The minister said she was focused on both participation and quality. "Along with their education and care," Ms Parata said, "the health and safety of every child attending an ECE service or kohanga reo is of the utmost importance."
Examples of poor quality
•One mum told researchers: "The education with my son was embarrassing and disturbing. My kids were embarrassed because of teachers putting my son outside because he [soiled] himself ...You don't subject children that age to ridicule just because he has made a mistake, so that [was] very stressful."
•An ERO report into a centre found concerns about inappropriate treatment of children. Other health and safety concerns were also identified around nappy changing and handling of food. In addition, broken equipment and furniture and damage to the outside of properties posed a threat to children's physical safety.
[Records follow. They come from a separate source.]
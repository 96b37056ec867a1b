use super::*;
use crate::error::ModelError;
use crate::loading::{BuilderDecorator, CountModelsLoader, LoaderContext};
use crate::relationships::{RelationshipMetadata, RelationshipRegistry};
use crate::store::MemoryAggregateStore;
use async_trait::async_trait;
use serde_json::{json, Value};
use std::sync::atomic::{AtomicUsize, Ordering};

fn fixture() -> (MemoryAggregateStore, LoaderContext, Vec<Record>) {
    let store = MemoryAggregateStore::new();
    for (user_id, done) in [(1, true), (1, false), (1, false), (2, true)] {
        let completed_at = if done { json!("2024-01-01") } else { Value::Null };
        store
            .insert("tasks", json!({"user_id": user_id, "completed_at": completed_at}))
            .unwrap();
    }

    let relationships = RelationshipRegistry::new()
        .with("users", RelationshipMetadata::has_many("tasks", "tasks", "user_id"))
        .unwrap();
    let context = LoaderContext::new(Arc::new(store.clone()), relationships);

    let records = (1..=3)
        .map(|id| Record::new("users").with_attribute("id", id))
        .collect();

    (store, context, records)
}

fn register_counts(registry: &mut BatchLoaderRegistry, context: &LoaderContext) {
    let all = CountModelsLoader::new(context.clone(), "tasks", BuilderDecorator::identity());
    let completed = CountModelsLoader::new(
        context.clone(),
        "tasks as tasks_completed",
        BuilderDecorator::new("completed", |q| q.where_not_null("completed_at")),
    );

    registry.register(all.key(), || Arc::new(all.clone()));
    registry.register(completed.key(), || Arc::new(completed.clone()));
}

struct FailingLoader;

#[async_trait]
impl ModelsLoader for FailingLoader {
    async fn fetch(&self, _parents: &[Record]) -> ModelResult<Annotations> {
        Err(ModelError::Database("connection reset".to_string()))
    }

    fn extract(&self, _model: &Record) -> Value {
        Value::Null
    }
}

#[test]
fn test_loader_key_display() {
    let key = LoaderKey::new("tasks", "*", "count", "");
    assert_eq!(key.to_string(), "count(*) of tasks");

    let key = LoaderKey::new("tasks", "amount", "sum", "scopes:completed");
    assert_eq!(key.to_string(), "sum(amount) of tasks [scopes:completed]");
}

#[test]
fn test_register_deduplicates() {
    let built = AtomicUsize::new(0);
    let mut registry = BatchLoaderRegistry::new();
    let key = LoaderKey::new("tasks", "*", "count", "");

    for _ in 0..3 {
        registry.register(key.clone(), || {
            built.fetch_add(1, Ordering::SeqCst);
            Arc::new(FailingLoader)
        });
    }

    assert_eq!(built.load(Ordering::SeqCst), 1);
    assert_eq!(registry.len(), 1);
    assert!(registry.get(&key).is_some());
    assert!(registry.get(&LoaderKey::new("tasks", "*", "count", "x")).is_none());
}

#[tokio::test]
async fn test_load_all_runs_each_loader_once() {
    let (store, context, mut records) = fixture();
    let mut registry = BatchLoaderRegistry::new();
    register_counts(&mut registry, &context);
    register_counts(&mut registry, &context);

    let result = registry.load_all(&mut records).await.unwrap();

    assert_eq!(store.query_count(), 2);
    assert_eq!(
        result,
        BatchLoadResult {
            loaders_run: 2,
            registrations_deduplicated: 2,
            annotations_written: 6,
        }
    );

    let counts: Vec<(i64, i64)> = records
        .iter()
        .map(|r| {
            (
                CountModelsLoader::extract_count(r, "tasks").unwrap(),
                CountModelsLoader::extract_count(r, "tasks as tasks_completed").unwrap(),
            )
        })
        .collect();
    assert_eq!(counts, vec![(3, 1), (1, 1), (0, 0)]);
}

#[tokio::test]
async fn test_sequential_matches_parallel() {
    let (_, context, mut parallel_records) = fixture();
    let mut sequential_records = parallel_records.clone();

    let mut parallel = BatchLoaderRegistry::new();
    register_counts(&mut parallel, &context);
    parallel.load_all(&mut parallel_records).await.unwrap();

    let mut sequential =
        BatchLoaderRegistry::with_config(LoaderConfig::new().with_parallel_execution(false));
    register_counts(&mut sequential, &context);
    sequential.load_all(&mut sequential_records).await.unwrap();

    assert_eq!(parallel_records, sequential_records);
}

#[tokio::test]
async fn test_failure_leaves_batch_untouched() {
    let (_, context, mut records) = fixture();
    let before = records.clone();

    let mut registry = BatchLoaderRegistry::new();
    register_counts(&mut registry, &context);
    registry.register(LoaderKey::new("broken", "*", "count", ""), || Arc::new(FailingLoader));

    let err = registry.load_all(&mut records).await.unwrap_err();
    assert_eq!(err, ModelError::Database("connection reset".to_string()));
    assert_eq!(records, before);
}

#[tokio::test]
async fn test_empty_batch() {
    let (store, context, _) = fixture();
    let mut registry = BatchLoaderRegistry::new();
    register_counts(&mut registry, &context);

    let result = registry.load_all(&mut []).await.unwrap();
    assert_eq!(result.loaders_run, 0);
    assert_eq!(store.query_count(), 0);
}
•A case worker for priority families told researchers: "There is one centre in a quite high-needs area that won't take our children at all, so their needs are not being met whether culturally or whatever. They have been stereotyped as being 'those children' and 'we don't want those children in our centre'."
•At one centre, the ERO found under-2s were included in a group of older children for most of the day. "Teachers appear unaware of the need for a separate person with responsibility for this group to be with these younger children wherever they are playing," the ERO said. "At present, these children are poorly supervised at times during the day. There are poor resources for these youngest children."
•A home-based service was found to have no way of knowing that the educators' homes were up to standard. Application forms for nannies and au pairs lacked referees and police vetting lacked rigour, the ERO said.
•At many centres, teachers failed to understand how to implement the curriculum. For example, the ERO found one centre where teaching practices were "highly variable". There were significant areas of non-compliance in the service related to the curriculum, management of risk for excursions, the appraisal process, leadership and governance.